I'm not the one going back and editing all my comments now.


----------



## Overread (Jul 13, 2008)

I am thinking if I should bring  propane to the party - but as I have to be off to sleep I will just leave it here in a corner for you two


----------



## Hawaii Five-O (Jul 13, 2008)

Oh man, reg posted something in this thread too Wonder what nonconstructive thing he will post next!!?


----------



## swmocity (Jul 13, 2008)

manual,tv and av...im still learning alot...sometimes manual mode takes to long and i miss the picture...lately ive been using av so i can control the DOF


----------



## manaheim (Jul 13, 2008)

wheeeeeeeeelah!

"looney mcloonerson"

lol, that was good.  <chuckle>


----------



## elemental (Jul 13, 2008)

Well, if this doesn't prove that we should all just use whatever mode we want and not care about what other people think, nothing will.








I'm betting on nothing.


----------



## dEARlEADER (Jul 13, 2008)

kellylindseyphotography said:


> Please point out where I said I'm a professional photographer (direct quote please) (you can even check the "about me" section on my website)



Well... I'm not quite sure of your semantics regarding charging clients for prints as not being professional but whatever.. This really doesn't having anything to do with the thread about camera settings. 



kellylindseyphotography said:


> Then, please point out where I said I only meter once.



uhh..... well.... okay....




kellylindseyphotography said:


> I only have to meter one time in any given situation and then I don't even LOOK at my meter



:crazy:


----------



## kellylindseyphotography (Jul 13, 2008)

Let me complete that original sentence which I didn't complete and which I apoligize.

I meter one time and don't look at my meter again.  I look at my histogram, which I elaborated about above.  My bad.

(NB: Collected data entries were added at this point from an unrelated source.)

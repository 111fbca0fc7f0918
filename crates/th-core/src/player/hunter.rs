//! The hunter: name, purse, kit and treasure slots

use std::fmt;

use serde::{Deserialize, Serialize};

use crate::consts::TREASURE_SLOTS;
use crate::mode::Mode;

use super::kit::{Item, Kit};
use super::treasure::{Treasure, TreasureOutcome};

/// The player character
#[derive(Debug, Clone, PartialEq, Serialize, Deserialize)]
pub struct Hunter {
    name: String,
    /// May go negative, which loses the game
    gold: i32,
    kit: Kit,
    treasures: [Option<Treasure>; TREASURE_SLOTS],
    mode: Mode,
}

impl Hunter {
    /// Create a hunter with the starting purse for `mode`.
    ///
    /// Test mode starts with every ordinary shop item already in the kit.
    pub fn new(name: impl Into<String>, mode: Mode) -> Self {
        let kit = if mode == Mode::Test {
            Kit::standard()
        } else {
            Kit::empty()
        };
        Self::with_gold(name, mode.config().starting_gold, mode).with_kit(kit)
    }

    /// Create a hunter with an explicit amount of gold and an empty kit
    pub fn with_gold(name: impl Into<String>, gold: i32, mode: Mode) -> Self {
        Self {
            name: name.into(),
            gold,
            kit: Kit::empty(),
            treasures: [None; TREASURE_SLOTS],
            mode,
        }
    }

    /// Replace the kit
    pub fn with_kit(mut self, kit: Kit) -> Self {
        self.kit = kit;
        self
    }

    pub fn name(&self) -> &str {
        &self.name
    }

    pub fn gold(&self) -> i32 {
        self.gold
    }

    pub fn mode(&self) -> Mode {
        self.mode
    }

    pub fn kit(&self) -> Kit {
        self.kit
    }

    pub fn treasures(&self) -> &[Option<Treasure>; TREASURE_SLOTS] {
        &self.treasures
    }

    pub fn has_item_in_kit(&self, item: Item) -> bool {
        self.kit.has_item(item)
    }

    /// Owned items as text
    pub fn inventory(&self) -> String {
        self.kit.describe()
    }

    /// Pay `cost` for `item`.
    ///
    /// Fails without touching anything when the hunter can't afford it or
    /// already owns one.
    pub fn buy_item(&mut self, item: Item, cost: i32) -> bool {
        if self.gold < cost || self.kit.has_item(item) {
            return false;
        }
        self.gold -= cost;
        self.kit.add_item(item);
        true
    }

    /// Hand over `item` for `price`. Fails if the item isn't owned.
    pub fn sell_item(&mut self, item: Item, price: i32) -> bool {
        if !self.kit.take_item(item) {
            return false;
        }
        self.gold += price;
        true
    }

    /// Put `item` in the kit at no cost, whether or not it is already there
    pub fn grant_item(&mut self, item: Item) {
        self.kit.add_item(item);
    }

    /// Lose `item`; returns false if it wasn't owned
    pub fn lose_item(&mut self, item: Item) -> bool {
        self.kit.take_item(item)
    }

    /// Adjust gold by `delta`. Never clamped: a negative purse is a loss.
    pub fn change_gold(&mut self, delta: i32) {
        self.gold += delta;
    }

    pub fn has_treasure(&self, treasure: Treasure) -> bool {
        self.treasures.contains(&Some(treasure))
    }

    /// Keep a treasure in the next free slot
    pub fn add_treasure(&mut self, treasure: Treasure) -> TreasureOutcome {
        if !treasure.is_collectible() {
            return TreasureOutcome::Worthless;
        }
        if self.has_treasure(treasure) {
            return TreasureOutcome::Duplicate;
        }
        match self.treasures.iter_mut().find(|slot| slot.is_none()) {
            Some(slot) => {
                *slot = Some(treasure);
                TreasureOutcome::Collected
            }
            None => TreasureOutcome::Full,
        }
    }

    /// Gold below zero
    pub fn is_bankrupt(&self) -> bool {
        self.gold < 0
    }

    /// The last treasure slot is filled
    pub fn has_all_treasures(&self) -> bool {
        self.treasures[TREASURE_SLOTS - 1].is_some()
    }

    fn describe_treasures(&self) -> String {
        let found: Vec<String> = self
            .treasures
            .iter()
            .flatten()
            .map(|t| format!("a {}", t))
            .collect();
        if found.is_empty() {
            "none".to_string()
        } else {
            found.join(", ")
        }
    }
}

impl fmt::Display for Hunter {
    fn fmt(&self, f: &mut fmt::Formatter<'_>) -> fmt::Result {
        write!(f, "{} has {} gold", self.name, self.gold)?;
        if !self.kit.is_empty() {
            write!(f, " and {}", self.kit.describe())?;
        }
        write!(f, "\nTreasures found: {}", self.describe_treasures())
    }
}

#[cfg(test)]
mod tests {
    use super::*;

    #[test]
    fn test_starting_purse_per_mode() {
        assert_eq!(Hunter::new("a", Mode::Easy).gold(), 20);
        assert_eq!(Hunter::new("a", Mode::Normal).gold(), 10);
        assert_eq!(Hunter::new("a", Mode::Hard).gold(), 10);
        assert_eq!(Hunter::new("a", Mode::Samurai).gold(), 10);
        assert_eq!(Hunter::new("a", Mode::Test).gold(), 100);
    }

    #[test]
    fn test_test_mode_starts_kitted() {
        let hunter = Hunter::new("tester", Mode::Test);
        assert_eq!(hunter.kit(), Kit::standard());
        assert!(!hunter.has_item_in_kit(Item::Sword));
        assert!(Hunter::new("n", Mode::Normal).kit().is_empty());
    }

    #[test]
    fn test_buy_item() {
        let mut hunter = Hunter::with_gold("h", 5, Mode::Normal);
        assert!(hunter.buy_item(Item::Rope, 4));
        assert_eq!(hunter.gold(), 1);
        assert!(hunter.has_item_in_kit(Item::Rope));

        // Already owned
        hunter.change_gold(10);
        assert!(!hunter.buy_item(Item::Rope, 4));
        assert_eq!(hunter.gold(), 11);

        // Too expensive
        assert!(!hunter.buy_item(Item::Boat, 20));
        assert!(!hunter.has_item_in_kit(Item::Boat));
        assert_eq!(hunter.gold(), 11);
    }

    #[test]
    fn test_buy_with_exact_gold() {
        let mut hunter = Hunter::with_gold("h", 2, Mode::Normal);
        assert!(hunter.buy_item(Item::Water, 2));
        assert_eq!(hunter.gold(), 0);
    }

    #[test]
    fn test_sell_item() {
        let mut hunter = Hunter::with_gold("h", 0, Mode::Normal);
        assert!(!hunter.sell_item(Item::Boots, 2));
        assert_eq!(hunter.gold(), 0);

        hunter.grant_item(Item::Boots);
        assert!(hunter.sell_item(Item::Boots, 2));
        assert_eq!(hunter.gold(), 2);
        assert!(!hunter.has_item_in_kit(Item::Boots));
    }

    #[test]
    fn test_gold_goes_negative() {
        let mut hunter = Hunter::with_gold("h", 3, Mode::Hard);
        hunter.change_gold(-7);
        assert_eq!(hunter.gold(), -4);
        assert!(hunter.is_bankrupt());
    }

    #[test]
    fn test_treasure_slots() {
        let mut hunter = Hunter::with_gold("h", 0, Mode::Normal);
        assert_eq!(hunter.add_treasure(Treasure::Dust), TreasureOutcome::Worthless);
        assert_eq!(hunter.add_treasure(Treasure::Gem), TreasureOutcome::Collected);
        assert_eq!(hunter.add_treasure(Treasure::Gem), TreasureOutcome::Duplicate);
        assert_eq!(hunter.add_treasure(Treasure::Crown), TreasureOutcome::Collected);
        assert!(!hunter.has_all_treasures());
        assert_eq!(hunter.add_treasure(Treasure::Trophy), TreasureOutcome::Collected);
        assert!(hunter.has_all_treasures());
        assert_eq!(
            hunter.treasures(),
            &[Some(Treasure::Gem), Some(Treasure::Crown), Some(Treasure::Trophy)]
        );
    }

    #[test]
    fn test_display() {
        let mut hunter = Hunter::with_gold("Ada", 7, Mode::Normal);
        assert_eq!(hunter.to_string(), "Ada has 7 gold\nTreasures found: none");

        hunter.grant_item(Item::Water);
        hunter.add_treasure(Treasure::Crown);
        assert_eq!(
            hunter.to_string(),
            "Ada has 7 gold and water\nTreasures found: a crown"
        );
    }

    #[test]
    fn test_serde_snapshot() {
        let mut hunter = Hunter::with_gold("Ada", 4, Mode::Samurai);
        hunter.grant_item(Item::Sword);
        hunter.add_treasure(Treasure::Trophy);

        let json = serde_json::to_value(&hunter).unwrap();
        assert_eq!(json["name"], "Ada");
        assert_eq!(json["gold"], 4);
        assert_eq!(json["kit"], Kit::SWORD.bits());
        assert_eq!(json["mode"], "Samurai");

        let back: Hunter = serde_json::from_value(json).unwrap();
        assert_eq!(back, hunter);
    }
}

Here's a good link to read about metering using your histogram.  Regardless of what dearied... seems to think, manual gives the ultimate control over your settings and does NOT consistanly match what AV or TV would suggest.  
http://www.luminous-landscape.com/tutorials/expose-right.shtml
http://ilovephotography.com/forums/index.php?showtopic=313044&hl=manual


----------



## claned (Jul 13, 2008)

Aperture priority most of the time, but I do flip to manual to play and learn.  The other settings still scare me.


----------



## dEARlEADER (Jul 13, 2008)

kellylindseyphotography said:


> Let me complete that original sentence which I didn't complete and which I apoligize.
> 
> I meter one time and don't look at my meter again.  I look at my histogram, which I elaborated about above.  My bad.



it doesn't matter... you are still taking extra steps.... you must take a shot to view the histogram... when the sun starts peaking out of the clouds you are blowing shots because you are not using the meter... some of those blown shots could be your money keepers... you could prevent this by adjusting your shutter speed with the meter as you shoot.... this method also keeps your eye in the viewfinder instead of wasting time looking at your screen every time there is a change in environment.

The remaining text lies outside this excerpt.